TASK ITEM →
How many lines in the material contain the string "when"? Only the number is wanted.
***
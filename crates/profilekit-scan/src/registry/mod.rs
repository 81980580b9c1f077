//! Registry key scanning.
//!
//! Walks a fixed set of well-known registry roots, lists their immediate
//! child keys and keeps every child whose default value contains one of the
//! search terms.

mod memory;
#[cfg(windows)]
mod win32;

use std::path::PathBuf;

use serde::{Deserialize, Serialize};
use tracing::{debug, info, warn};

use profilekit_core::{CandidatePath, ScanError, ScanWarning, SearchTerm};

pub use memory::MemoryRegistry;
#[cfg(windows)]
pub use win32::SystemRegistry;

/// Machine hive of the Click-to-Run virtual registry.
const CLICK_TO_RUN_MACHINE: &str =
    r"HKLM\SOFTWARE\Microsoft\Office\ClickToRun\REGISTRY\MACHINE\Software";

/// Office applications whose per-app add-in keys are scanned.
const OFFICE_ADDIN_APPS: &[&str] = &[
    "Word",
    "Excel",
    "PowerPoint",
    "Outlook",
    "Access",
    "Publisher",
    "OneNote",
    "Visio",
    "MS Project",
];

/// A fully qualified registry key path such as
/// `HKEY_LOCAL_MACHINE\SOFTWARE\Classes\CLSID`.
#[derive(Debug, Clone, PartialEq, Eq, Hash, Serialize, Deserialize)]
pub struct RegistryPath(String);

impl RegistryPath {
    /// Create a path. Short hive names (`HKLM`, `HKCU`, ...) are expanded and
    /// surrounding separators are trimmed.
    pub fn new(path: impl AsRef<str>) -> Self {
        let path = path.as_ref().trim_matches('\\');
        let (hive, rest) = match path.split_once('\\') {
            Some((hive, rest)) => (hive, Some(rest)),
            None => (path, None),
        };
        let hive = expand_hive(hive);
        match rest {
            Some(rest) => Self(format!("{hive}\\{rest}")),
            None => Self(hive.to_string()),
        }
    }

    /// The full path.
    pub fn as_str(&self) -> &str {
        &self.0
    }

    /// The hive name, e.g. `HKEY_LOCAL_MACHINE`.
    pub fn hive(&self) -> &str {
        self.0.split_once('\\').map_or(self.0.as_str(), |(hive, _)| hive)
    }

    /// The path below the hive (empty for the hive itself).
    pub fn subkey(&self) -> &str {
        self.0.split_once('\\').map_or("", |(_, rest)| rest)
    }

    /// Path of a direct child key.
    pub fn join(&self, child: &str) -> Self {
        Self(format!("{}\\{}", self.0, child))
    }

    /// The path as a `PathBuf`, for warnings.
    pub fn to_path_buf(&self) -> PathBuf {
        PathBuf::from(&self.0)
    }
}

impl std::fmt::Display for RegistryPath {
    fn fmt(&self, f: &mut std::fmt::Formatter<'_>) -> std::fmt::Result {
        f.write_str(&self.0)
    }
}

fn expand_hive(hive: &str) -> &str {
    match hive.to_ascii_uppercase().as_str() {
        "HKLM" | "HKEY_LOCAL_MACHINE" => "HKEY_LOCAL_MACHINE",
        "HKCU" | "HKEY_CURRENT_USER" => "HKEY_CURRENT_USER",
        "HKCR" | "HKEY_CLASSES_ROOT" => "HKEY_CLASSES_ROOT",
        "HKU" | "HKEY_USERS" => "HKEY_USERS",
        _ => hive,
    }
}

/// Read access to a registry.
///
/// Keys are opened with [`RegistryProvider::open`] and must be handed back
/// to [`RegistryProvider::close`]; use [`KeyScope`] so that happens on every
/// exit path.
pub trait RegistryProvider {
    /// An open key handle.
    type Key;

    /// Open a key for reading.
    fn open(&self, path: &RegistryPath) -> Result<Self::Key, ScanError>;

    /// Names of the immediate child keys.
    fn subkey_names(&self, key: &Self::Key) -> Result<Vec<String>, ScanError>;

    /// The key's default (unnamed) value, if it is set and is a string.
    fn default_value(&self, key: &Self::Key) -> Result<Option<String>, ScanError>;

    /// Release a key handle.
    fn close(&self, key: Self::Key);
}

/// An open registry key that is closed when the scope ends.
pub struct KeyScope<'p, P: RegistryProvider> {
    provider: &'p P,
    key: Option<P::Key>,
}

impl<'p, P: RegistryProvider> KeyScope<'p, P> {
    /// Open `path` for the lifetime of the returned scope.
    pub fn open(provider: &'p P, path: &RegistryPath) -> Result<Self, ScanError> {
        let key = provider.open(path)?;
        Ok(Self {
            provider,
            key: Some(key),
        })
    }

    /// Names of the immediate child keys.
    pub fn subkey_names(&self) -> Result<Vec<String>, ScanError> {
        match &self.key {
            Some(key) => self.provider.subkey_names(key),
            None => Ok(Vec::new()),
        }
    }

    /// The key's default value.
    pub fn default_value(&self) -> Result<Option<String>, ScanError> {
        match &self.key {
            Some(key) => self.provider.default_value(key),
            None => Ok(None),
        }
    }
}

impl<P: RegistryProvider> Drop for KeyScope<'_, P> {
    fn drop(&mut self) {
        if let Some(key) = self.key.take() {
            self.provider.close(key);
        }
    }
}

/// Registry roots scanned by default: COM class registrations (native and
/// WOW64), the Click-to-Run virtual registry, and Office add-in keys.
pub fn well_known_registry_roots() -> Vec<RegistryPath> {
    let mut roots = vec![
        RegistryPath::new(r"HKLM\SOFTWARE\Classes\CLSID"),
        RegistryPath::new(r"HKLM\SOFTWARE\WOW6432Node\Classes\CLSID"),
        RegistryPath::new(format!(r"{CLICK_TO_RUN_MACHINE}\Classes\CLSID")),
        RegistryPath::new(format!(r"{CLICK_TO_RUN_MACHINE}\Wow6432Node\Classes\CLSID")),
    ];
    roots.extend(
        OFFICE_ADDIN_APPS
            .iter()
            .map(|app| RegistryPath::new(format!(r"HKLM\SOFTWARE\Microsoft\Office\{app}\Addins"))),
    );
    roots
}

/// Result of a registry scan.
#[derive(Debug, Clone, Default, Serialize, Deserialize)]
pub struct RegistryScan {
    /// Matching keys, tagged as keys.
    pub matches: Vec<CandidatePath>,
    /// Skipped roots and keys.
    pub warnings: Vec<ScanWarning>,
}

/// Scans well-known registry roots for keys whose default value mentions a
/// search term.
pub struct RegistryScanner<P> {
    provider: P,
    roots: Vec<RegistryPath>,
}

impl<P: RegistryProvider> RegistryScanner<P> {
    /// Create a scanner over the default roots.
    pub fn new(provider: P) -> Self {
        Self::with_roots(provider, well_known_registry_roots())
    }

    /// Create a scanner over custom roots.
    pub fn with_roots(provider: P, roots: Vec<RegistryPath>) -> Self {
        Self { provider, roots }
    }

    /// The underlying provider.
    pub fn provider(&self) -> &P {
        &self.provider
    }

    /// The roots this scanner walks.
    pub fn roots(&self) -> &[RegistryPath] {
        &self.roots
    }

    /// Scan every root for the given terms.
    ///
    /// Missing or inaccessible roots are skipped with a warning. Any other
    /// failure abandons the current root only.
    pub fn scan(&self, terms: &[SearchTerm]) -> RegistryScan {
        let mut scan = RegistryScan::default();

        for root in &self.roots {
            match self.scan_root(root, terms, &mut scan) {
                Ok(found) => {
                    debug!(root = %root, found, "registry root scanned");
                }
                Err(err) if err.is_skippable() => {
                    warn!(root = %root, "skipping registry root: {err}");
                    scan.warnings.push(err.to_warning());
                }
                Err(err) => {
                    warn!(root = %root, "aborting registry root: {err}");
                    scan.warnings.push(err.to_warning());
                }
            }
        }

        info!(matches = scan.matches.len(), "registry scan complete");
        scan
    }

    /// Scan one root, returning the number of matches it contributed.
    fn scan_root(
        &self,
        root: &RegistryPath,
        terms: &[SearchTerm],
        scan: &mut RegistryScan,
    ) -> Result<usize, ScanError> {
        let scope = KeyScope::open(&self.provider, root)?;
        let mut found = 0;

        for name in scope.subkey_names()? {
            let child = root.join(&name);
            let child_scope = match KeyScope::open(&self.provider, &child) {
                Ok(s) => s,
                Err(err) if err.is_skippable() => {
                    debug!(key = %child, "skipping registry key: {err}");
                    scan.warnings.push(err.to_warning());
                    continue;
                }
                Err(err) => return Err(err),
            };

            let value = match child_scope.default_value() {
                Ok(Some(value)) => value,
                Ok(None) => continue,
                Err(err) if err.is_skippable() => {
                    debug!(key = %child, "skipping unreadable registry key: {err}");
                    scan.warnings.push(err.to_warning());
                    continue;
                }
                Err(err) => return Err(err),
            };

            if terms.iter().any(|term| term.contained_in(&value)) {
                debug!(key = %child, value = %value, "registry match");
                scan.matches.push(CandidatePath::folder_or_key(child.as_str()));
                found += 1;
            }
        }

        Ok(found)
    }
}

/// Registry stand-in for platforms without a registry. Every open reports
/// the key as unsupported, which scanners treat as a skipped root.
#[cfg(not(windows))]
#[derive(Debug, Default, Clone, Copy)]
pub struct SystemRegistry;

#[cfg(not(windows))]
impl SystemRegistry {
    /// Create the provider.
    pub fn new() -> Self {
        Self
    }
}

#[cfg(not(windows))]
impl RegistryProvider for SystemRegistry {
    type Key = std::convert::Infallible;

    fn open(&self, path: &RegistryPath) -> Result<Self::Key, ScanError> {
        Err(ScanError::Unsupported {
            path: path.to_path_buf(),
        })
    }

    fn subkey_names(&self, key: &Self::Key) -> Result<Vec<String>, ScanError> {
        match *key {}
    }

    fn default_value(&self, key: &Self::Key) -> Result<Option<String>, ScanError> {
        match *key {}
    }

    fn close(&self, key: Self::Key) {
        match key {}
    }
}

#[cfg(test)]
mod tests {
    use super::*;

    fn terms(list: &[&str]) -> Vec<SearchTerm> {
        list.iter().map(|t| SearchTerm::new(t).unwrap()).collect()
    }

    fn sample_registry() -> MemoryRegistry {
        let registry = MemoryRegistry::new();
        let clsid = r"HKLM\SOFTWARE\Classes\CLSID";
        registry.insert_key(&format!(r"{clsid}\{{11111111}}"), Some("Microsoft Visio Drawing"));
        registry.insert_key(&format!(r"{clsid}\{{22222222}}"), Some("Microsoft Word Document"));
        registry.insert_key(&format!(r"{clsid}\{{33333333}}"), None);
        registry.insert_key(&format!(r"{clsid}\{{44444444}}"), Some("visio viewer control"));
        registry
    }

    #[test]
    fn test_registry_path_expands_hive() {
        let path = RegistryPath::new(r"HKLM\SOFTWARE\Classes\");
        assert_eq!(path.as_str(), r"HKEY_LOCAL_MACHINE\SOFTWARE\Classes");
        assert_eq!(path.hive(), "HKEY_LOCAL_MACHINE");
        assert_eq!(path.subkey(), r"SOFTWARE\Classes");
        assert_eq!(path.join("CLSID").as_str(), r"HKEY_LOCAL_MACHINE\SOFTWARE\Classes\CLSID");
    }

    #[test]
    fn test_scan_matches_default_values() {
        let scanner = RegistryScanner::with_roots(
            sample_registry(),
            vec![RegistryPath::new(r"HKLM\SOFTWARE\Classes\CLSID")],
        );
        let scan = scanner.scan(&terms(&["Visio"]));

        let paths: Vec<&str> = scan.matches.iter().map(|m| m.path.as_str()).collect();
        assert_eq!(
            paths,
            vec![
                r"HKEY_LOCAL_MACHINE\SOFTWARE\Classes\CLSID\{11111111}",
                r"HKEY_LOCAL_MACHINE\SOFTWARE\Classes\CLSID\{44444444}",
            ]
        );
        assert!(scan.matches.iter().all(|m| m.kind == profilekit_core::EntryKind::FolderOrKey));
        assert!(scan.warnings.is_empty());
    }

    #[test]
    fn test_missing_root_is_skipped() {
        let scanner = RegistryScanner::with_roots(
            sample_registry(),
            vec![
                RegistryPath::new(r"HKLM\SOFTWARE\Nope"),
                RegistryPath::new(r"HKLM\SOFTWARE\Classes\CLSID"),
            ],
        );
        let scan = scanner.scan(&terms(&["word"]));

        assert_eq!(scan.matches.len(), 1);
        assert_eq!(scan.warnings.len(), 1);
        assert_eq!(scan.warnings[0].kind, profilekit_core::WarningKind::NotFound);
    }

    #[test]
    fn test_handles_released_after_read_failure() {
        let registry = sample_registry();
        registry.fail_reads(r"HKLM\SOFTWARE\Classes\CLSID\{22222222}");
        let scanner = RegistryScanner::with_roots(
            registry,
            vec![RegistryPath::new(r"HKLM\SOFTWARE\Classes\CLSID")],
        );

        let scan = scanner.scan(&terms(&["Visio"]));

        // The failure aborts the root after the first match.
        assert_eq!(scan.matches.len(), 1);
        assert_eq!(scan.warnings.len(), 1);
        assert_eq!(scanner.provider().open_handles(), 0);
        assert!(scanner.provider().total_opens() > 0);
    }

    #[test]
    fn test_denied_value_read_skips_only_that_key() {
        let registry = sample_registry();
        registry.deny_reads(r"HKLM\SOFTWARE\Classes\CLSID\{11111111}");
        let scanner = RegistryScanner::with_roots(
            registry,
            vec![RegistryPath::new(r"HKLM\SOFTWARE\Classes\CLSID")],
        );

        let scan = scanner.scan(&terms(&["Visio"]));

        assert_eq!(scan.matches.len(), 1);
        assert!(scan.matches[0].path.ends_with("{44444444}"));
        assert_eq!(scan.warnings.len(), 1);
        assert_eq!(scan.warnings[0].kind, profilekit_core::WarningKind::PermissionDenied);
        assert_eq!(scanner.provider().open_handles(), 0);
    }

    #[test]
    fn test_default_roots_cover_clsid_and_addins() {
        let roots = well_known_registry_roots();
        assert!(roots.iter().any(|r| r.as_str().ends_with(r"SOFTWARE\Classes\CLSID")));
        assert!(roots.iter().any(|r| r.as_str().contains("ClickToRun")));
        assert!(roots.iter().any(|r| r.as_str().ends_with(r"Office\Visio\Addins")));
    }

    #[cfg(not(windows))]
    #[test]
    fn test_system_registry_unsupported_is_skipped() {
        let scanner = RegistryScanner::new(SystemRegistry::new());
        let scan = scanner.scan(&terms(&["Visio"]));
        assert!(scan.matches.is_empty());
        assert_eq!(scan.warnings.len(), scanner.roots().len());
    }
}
***
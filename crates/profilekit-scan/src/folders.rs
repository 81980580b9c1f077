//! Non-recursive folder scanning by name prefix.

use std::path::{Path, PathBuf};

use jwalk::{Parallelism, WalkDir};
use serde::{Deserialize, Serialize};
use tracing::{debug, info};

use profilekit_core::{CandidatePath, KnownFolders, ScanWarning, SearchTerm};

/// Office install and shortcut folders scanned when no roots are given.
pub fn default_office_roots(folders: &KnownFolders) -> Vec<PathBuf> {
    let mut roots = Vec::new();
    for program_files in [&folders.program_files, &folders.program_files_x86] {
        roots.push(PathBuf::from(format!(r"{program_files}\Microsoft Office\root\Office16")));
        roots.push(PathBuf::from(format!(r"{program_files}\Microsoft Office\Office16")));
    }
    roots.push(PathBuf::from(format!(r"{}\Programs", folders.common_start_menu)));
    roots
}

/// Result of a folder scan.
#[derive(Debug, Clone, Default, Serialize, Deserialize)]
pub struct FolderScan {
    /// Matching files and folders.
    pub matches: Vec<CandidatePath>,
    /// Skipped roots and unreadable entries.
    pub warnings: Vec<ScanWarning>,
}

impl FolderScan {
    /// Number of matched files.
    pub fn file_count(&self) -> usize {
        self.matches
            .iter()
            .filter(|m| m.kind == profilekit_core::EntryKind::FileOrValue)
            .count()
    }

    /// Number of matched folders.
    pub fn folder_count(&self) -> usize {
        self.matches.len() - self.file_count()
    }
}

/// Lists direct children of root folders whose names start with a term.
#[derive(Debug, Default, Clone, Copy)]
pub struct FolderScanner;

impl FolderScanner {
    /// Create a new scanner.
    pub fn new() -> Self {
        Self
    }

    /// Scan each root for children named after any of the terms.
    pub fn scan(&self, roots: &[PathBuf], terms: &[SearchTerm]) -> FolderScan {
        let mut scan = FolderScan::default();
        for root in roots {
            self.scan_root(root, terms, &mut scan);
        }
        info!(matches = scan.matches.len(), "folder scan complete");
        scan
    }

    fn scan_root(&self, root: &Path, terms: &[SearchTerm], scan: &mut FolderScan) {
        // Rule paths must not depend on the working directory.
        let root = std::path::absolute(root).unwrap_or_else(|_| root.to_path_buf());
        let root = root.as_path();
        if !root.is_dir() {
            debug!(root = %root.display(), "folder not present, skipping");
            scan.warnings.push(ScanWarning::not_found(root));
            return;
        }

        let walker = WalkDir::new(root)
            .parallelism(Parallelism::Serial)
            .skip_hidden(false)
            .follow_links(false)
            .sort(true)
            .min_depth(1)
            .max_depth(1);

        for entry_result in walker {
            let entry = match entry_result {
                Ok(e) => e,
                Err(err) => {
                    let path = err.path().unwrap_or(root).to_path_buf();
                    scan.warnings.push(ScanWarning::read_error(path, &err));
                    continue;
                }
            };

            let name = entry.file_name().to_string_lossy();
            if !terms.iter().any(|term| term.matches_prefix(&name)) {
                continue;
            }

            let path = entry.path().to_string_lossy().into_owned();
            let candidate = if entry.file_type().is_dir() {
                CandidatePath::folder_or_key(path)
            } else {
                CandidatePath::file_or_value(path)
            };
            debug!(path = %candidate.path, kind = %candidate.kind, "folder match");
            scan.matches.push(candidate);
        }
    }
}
***
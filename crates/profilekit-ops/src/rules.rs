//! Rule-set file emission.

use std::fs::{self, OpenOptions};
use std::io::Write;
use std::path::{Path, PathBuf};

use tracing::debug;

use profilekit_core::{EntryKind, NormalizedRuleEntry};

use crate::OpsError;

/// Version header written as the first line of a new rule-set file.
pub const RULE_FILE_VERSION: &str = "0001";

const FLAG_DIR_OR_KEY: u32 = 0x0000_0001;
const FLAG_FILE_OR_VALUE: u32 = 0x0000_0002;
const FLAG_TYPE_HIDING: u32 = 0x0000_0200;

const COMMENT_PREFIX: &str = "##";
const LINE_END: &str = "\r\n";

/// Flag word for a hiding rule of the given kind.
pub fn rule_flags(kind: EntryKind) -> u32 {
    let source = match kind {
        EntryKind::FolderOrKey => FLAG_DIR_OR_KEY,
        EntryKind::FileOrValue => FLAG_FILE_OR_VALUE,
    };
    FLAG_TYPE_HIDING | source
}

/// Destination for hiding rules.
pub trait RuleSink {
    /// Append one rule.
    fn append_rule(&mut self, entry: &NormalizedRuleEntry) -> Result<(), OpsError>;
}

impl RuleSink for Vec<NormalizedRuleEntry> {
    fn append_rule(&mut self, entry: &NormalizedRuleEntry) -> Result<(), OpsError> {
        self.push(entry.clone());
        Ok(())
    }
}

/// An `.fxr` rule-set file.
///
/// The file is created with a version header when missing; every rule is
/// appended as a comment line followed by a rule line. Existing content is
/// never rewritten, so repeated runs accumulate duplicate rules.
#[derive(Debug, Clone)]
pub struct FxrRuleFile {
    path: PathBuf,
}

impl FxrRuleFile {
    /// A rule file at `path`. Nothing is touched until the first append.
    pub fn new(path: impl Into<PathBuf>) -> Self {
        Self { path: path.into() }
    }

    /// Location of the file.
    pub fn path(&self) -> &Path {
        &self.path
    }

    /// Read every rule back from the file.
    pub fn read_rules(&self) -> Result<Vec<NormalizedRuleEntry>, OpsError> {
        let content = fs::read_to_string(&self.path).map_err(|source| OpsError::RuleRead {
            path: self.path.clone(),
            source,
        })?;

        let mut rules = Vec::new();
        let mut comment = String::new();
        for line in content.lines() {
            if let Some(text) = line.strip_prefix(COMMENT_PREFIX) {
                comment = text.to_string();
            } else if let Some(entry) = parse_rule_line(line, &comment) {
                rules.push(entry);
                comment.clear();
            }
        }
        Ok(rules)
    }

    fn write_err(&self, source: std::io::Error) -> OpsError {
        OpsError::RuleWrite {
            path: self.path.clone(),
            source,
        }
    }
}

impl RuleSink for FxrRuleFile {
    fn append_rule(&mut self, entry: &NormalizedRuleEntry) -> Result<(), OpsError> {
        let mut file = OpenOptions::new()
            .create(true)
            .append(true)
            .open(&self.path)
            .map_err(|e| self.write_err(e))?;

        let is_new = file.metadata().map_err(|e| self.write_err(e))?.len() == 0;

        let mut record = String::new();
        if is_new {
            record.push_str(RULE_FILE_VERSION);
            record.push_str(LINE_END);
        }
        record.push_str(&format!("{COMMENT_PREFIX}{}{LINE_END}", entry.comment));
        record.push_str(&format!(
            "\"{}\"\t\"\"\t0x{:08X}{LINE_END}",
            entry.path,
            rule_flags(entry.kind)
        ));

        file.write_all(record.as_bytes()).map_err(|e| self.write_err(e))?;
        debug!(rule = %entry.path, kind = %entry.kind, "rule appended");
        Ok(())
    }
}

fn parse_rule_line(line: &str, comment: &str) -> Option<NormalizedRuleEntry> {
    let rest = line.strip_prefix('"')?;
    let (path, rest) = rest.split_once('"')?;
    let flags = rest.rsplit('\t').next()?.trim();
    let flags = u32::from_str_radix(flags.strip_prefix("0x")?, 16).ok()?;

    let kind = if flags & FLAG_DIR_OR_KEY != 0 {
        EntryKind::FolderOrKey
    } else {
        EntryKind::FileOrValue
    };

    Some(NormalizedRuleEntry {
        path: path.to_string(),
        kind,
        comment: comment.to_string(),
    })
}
***
RESULT FOR THIS EXERCISE →
3